Once you receive the pass, you want to square your shoulders to the goal and begin the dodge. Most defensemen are taught not to go out to where you catch the pass because, technically, you are not a threat. In the following sequence, I will outline a split dodge for a left-handed shot or pass (reverse the steps for a right-handed shot or pass):
1. After you've established your 10 yards of separation, you want to cradle your stick horizontally in your right hand and run close to full speed directly at your defender.
2. When you get to within a stick-and-a-half length, turn your head and shoulders hard to the right for a split second.

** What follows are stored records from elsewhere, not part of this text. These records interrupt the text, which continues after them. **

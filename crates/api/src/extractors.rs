//! Request extractors.

use axum::{extract::FromRequestParts, http::request::Parts};
use jobq_common::AppError;

/// Header carrying the calling tenant.
pub const TENANT_HEADER: &str = "x-tenant-id";

fn tenant_from_parts(parts: &Parts) -> Result<Option<String>, AppError> {
    let Some(value) = parts.headers.get(TENANT_HEADER) else {
        return Ok(None);
    };
    let tenant = value
        .to_str()
        .map_err(|_| AppError::BadRequest("X-Tenant-Id must be visible ASCII".to_string()))?
        .trim();

    Ok((!tenant.is_empty()).then(|| tenant.to_string()))
}

/// Required tenant, from `X-Tenant-Id`.
#[derive(Debug, Clone, PartialEq, Eq)]
pub struct TenantId(pub String);

impl<S> FromRequestParts<S> for TenantId
where
    S: Send + Sync,
{
    type Rejection = AppError;

    async fn from_request_parts(parts: &mut Parts, _state: &S) -> Result<Self, Self::Rejection> {
        tenant_from_parts(parts)?
            .map(TenantId)
            .ok_or_else(|| AppError::BadRequest("X-Tenant-Id header is required".to_string()))
    }
}

/// Optional tenant, from `X-Tenant-Id`.
#[derive(Debug, Clone, PartialEq, Eq)]
pub struct MaybeTenantId(pub Option<String>);

impl<S> FromRequestParts<S> for MaybeTenantId
where
    S: Send + Sync,
{
    type Rejection = AppError;

    async fn from_request_parts(parts: &mut Parts, _state: &S) -> Result<Self, Self::Rejection> {
        tenant_from_parts(parts).map(Self)
    }
}
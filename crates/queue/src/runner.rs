//! Execution runner.
//!
//! Runs one leased attempt: reload, record `STARTED`, invoke the payload
//! handler, hand the outcome to [`JobService::resolve`].

use std::any::Any;
use std::panic::AssertUnwindSafe;
use std::sync::Arc;

use async_trait::async_trait;
use futures::FutureExt;
use jobq_common::AppResult;
use jobq_core::{ExecutionOutcome, JobService};
use jobq_db::entities::{JobStatus, job};
use tracing::{debug, info, warn};

/// Executes a job payload.
#[async_trait]
pub trait PayloadHandler: Send + Sync {
    /// Execute one attempt. `Err` carries the failure reason.
    async fn execute(&self, payload: &str) -> Result<(), String>;
}

/// Adapts a synchronous closure into a [`PayloadHandler`].
pub struct FnHandler<F>(pub F);

#[async_trait]
impl<F> PayloadHandler for FnHandler<F>
where
    F: Fn(&str) -> Result<(), String> + Send + Sync,
{
    async fn execute(&self, payload: &str) -> Result<(), String> {
        (self.0)(payload)
    }
}

/// Logs the payload and succeeds.
#[derive(Debug, Clone, Default)]
pub struct LogPayloadHandler;

#[async_trait]
impl PayloadHandler for LogPayloadHandler {
    async fn execute(&self, payload: &str) -> Result<(), String> {
        info!(payload, "Executing job payload");
        Ok(())
    }
}

fn panic_message(panic: &(dyn Any + Send)) -> String {
    let detail = panic
        .downcast_ref::<&str>()
        .map(|s| (*s).to_string())
        .or_else(|| panic.downcast_ref::<String>().cloned())
        .unwrap_or_else(|| "unknown panic".to_string());
    format!("handler panicked: {detail}")
}

/// Runs leased jobs through a [`PayloadHandler`].
#[derive(Clone)]
pub struct ExecutionRunner {
    jobs: JobService,
    handler: Arc<dyn PayloadHandler>,
}

impl ExecutionRunner {
    #[must_use]
    pub fn new(jobs: JobService, handler: Arc<dyn PayloadHandler>) -> Self {
        Self { jobs, handler }
    }

    /// Run the attempt `leased` was claimed for.
    ///
    /// Returns the resolved row, or `None` if there was nothing to run or the
    /// lease was lost before the result could be written. An attempt whose
    /// lease was reclaimed while it waited to start is skipped; the new holder
    /// runs it.
    pub async fn run(&self, leased: &job::Model) -> AppResult<Option<job::Model>> {
        let job_id = leased.id;
        let Some(job) = self.jobs.find(job_id).await? else {
            debug!(job_id, "Job vanished before execution");
            return Ok(None);
        };
        if job.status != JobStatus::Running {
            debug!(job_id, status = %job.status, "Job is not leased; skipping");
            return Ok(None);
        }
        if job.lease_expiry != leased.lease_expiry {
            debug!(job_id, "Lease was reclaimed before execution; skipping");
            return Ok(None);
        }

        self.jobs.start(&job).await;

        let outcome = match AssertUnwindSafe(self.handler.execute(&job.payload))
            .catch_unwind()
            .await
        {
            Ok(Ok(())) => ExecutionOutcome::Succeeded,
            Ok(Err(reason)) => ExecutionOutcome::Failed(reason),
            Err(panic) => {
                let reason = panic_message(panic.as_ref());
                warn!(job_id, tenant_id = %job.tenant_id, reason = %reason, "Payload handler panicked");
                ExecutionOutcome::Failed(reason)
            }
        };

        self.jobs.resolve(&job, outcome).await
    }
}
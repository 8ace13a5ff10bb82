//! Test utilities for database operations.
//!
//! Creates a throwaway, fully migrated `PostgreSQL` database per test so claim
//! tests can run against real row locks.

use sea_orm::{ConnectionTrait, Database, DatabaseBackend, DatabaseConnection, DbErr, Statement};
use sea_orm_migration::MigratorTrait;
use tracing::info;

use crate::migrations::Migrator;

/// Test database configuration.
#[derive(Debug, Clone)]
pub struct TestDbConfig {
    pub host: String,
    pub port: u16,
    pub username: String,
    pub password: String,
    pub database: String,
}

impl Default for TestDbConfig {
    fn default() -> Self {
        Self {
            host: std::env::var("TEST_DB_HOST").unwrap_or_else(|_| "localhost".to_string()),
            port: std::env::var("TEST_DB_PORT")
                .ok()
                .and_then(|p| p.parse().ok())
                .unwrap_or(5433),
            username: std::env::var("TEST_DB_USER").unwrap_or_else(|_| "jobq_test".to_string()),
            password: std::env::var("TEST_DB_PASSWORD")
                .unwrap_or_else(|_| "jobq_test".to_string()),
            database: std::env::var("TEST_DB_NAME").unwrap_or_else(|_| "jobq_test".to_string()),
        }
    }
}

impl TestDbConfig {
    /// Get the database URL.
    #[must_use]
    pub fn database_url(&self) -> String {
        format!(
            "postgres://{}:{}@{}:{}/{}",
            self.username, self.password, self.host, self.port, self.database
        )
    }

    /// Get URL for connecting to the `postgres` maintenance database.
    #[must_use]
    pub fn postgres_url(&self) -> String {
        format!(
            "postgres://{}:{}@{}:{}/postgres",
            self.username, self.password, self.host, self.port
        )
    }
}

/// A migrated database that lives as long as one test.
pub struct TestDatabase {
    pub conn: DatabaseConnection,
    pub config: TestDbConfig,
}

impl TestDatabase {
    /// Create a uniquely named database and run all migrations on it.
    pub async fn create_unique() -> Result<Self, DbErr> {
        let mut config = TestDbConfig::default();
        let unique_suffix = uuid::Uuid::new_v4().simple().to_string();
        config.database = format!("jobq_test_{}", &unique_suffix[..8]);

        let postgres_conn = Database::connect(&config.postgres_url()).await?;
        postgres_conn
            .execute(Statement::from_string(
                DatabaseBackend::Postgres,
                format!("CREATE DATABASE \"{}\"", config.database),
            ))
            .await?;
        postgres_conn.close().await?;

        let conn = Database::connect(&config.database_url()).await?;
        Migrator::up(&conn, None).await?;

        info!(database = %config.database, "Created unique test database");

        Ok(Self { conn, config })
    }

    /// Get the database connection.
    #[must_use]
    pub const fn connection(&self) -> &DatabaseConnection {
        &self.conn
    }

    /// Drop the database. Consumes self to close the connection first.
    pub async fn drop_database(self) -> Result<(), DbErr> {
        self.conn.close().await?;

        let postgres_conn = Database::connect(&self.config.postgres_url()).await?;

        let terminate = format!(
            "SELECT pg_terminate_backend(pid) FROM pg_stat_activity WHERE datname = '{}'",
            self.config.database
        );
        postgres_conn
            .execute(Statement::from_string(DatabaseBackend::Postgres, terminate))
            .await
            .ok();

        postgres_conn
            .execute(Statement::from_string(
                DatabaseBackend::Postgres,
                format!("DROP DATABASE IF EXISTS \"{}\"", self.config.database),
            ))
            .await?;
        postgres_conn.close().await?;

        info!(database = %self.config.database, "Dropped test database");
        Ok(())
    }
}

3. Quickly turn your head and shoulders back to the left and transfer the stick into your left hand -- keep it as close to your body as possible. After your stick is transferred, get your right arm up close to eye level to protect your stick. Continue to keep your head up, stick tight to your body and accelerate past the defensive player toward the goal.
The inside roll can be an extremely effective dodge if executed properly. It is successful based on the fundamental principal of defense, which is to not allow an attackman or midfielder to pass the goal line extended and turn the corner for an easy goal. As an offensive player trying to execute the inside roll, we want to "sell" the fact that we will attempt to turn the corner on the defenseman.
As with any dodge, the first key is to get to the correct spot on the field to start the dodge. For the inside roll, you don't want to go too high past the goal line or you will get caught in a quick double team. If you don't come high enough, however, you won't have an angle to shoot.
I like to use an imaginary spot about 4 yards outside the pipe and about 4 yards above the goal line extended.
Protect your stick and get to that imaginary spot. Plant your feet with your back to the defender, to make sure you establish a very strong base so that you cannot be pushed over. As soon as you feel pressure on your upper body from the defensive player, turn your body 180 degrees, faking toward the outside while keeping the foot you have up-field stationary as a pivot foot. Continue to keep your stick near your inside shoulder, making sure you do not switch hands. If you make the pivot correctly you will "seal" the defenseman off with your leg.
The final step is to continue to the front of the goal and get a quick shot off, with your stick coming back no further than your ear. Try not to fade behind the goal after your spin, because you risk losing the angle on the goal. Remember to set up your inside roll dodge early in the game by making the defender think you are going to try to turn the corner on him.
You can use the rocker dodge all over the field, but will probably be most effective in the same spot on the field where you use an inside roll dodge (4 yards up and 4 yards out from goal line extended). The rocker will also be much more effective if you use it after you've just beaten the defenseman on an inside roll for a goal.
To start the rocker, follow all the beginning steps for the inside roll. Tuck your stick, get to the 4-up-and-4-out position, plant your legs firmly, and feel for the pressure on your upper body. At the point you feel the pressure, you want to "rock" -- or turn -- your upper body and head about 90 degrees inside, making sure you convince the defenseman you're executing an inside roll. As the defenseman steps behind you to stop the roll, quickly turn back and pivot off the up-field foot for a quick shot.
The zig-zag dodge is another one of my favorites, especially on end-line restarts (from "X") directly behind goal.
To start the dodge, you want to run directly at your defenseman with your stick in one hand and protected well. As you get close to the defenseman, you want to reverse field and start backing away. As you back away keep your head high and place your bottom hand on your stick. This will tip off the defenseman that you are about to make a pass, and he should attempt to get a check on your hands.
As soon as he steps toward you to make the check, reverse field again toward the goal for a pass or shot. As the game goes on and you beat the player on this dodge, he may stop trying to get a check on your hands. This will enable you to feed easily all game!
Mark Millon, an attackman for the Long Island Lizards, founded Millon Lacrosse (www.millonlacrosse.com), which hosts camps in Baltimore, Long Island, Massachusetts, Ohio and Pennsylvania.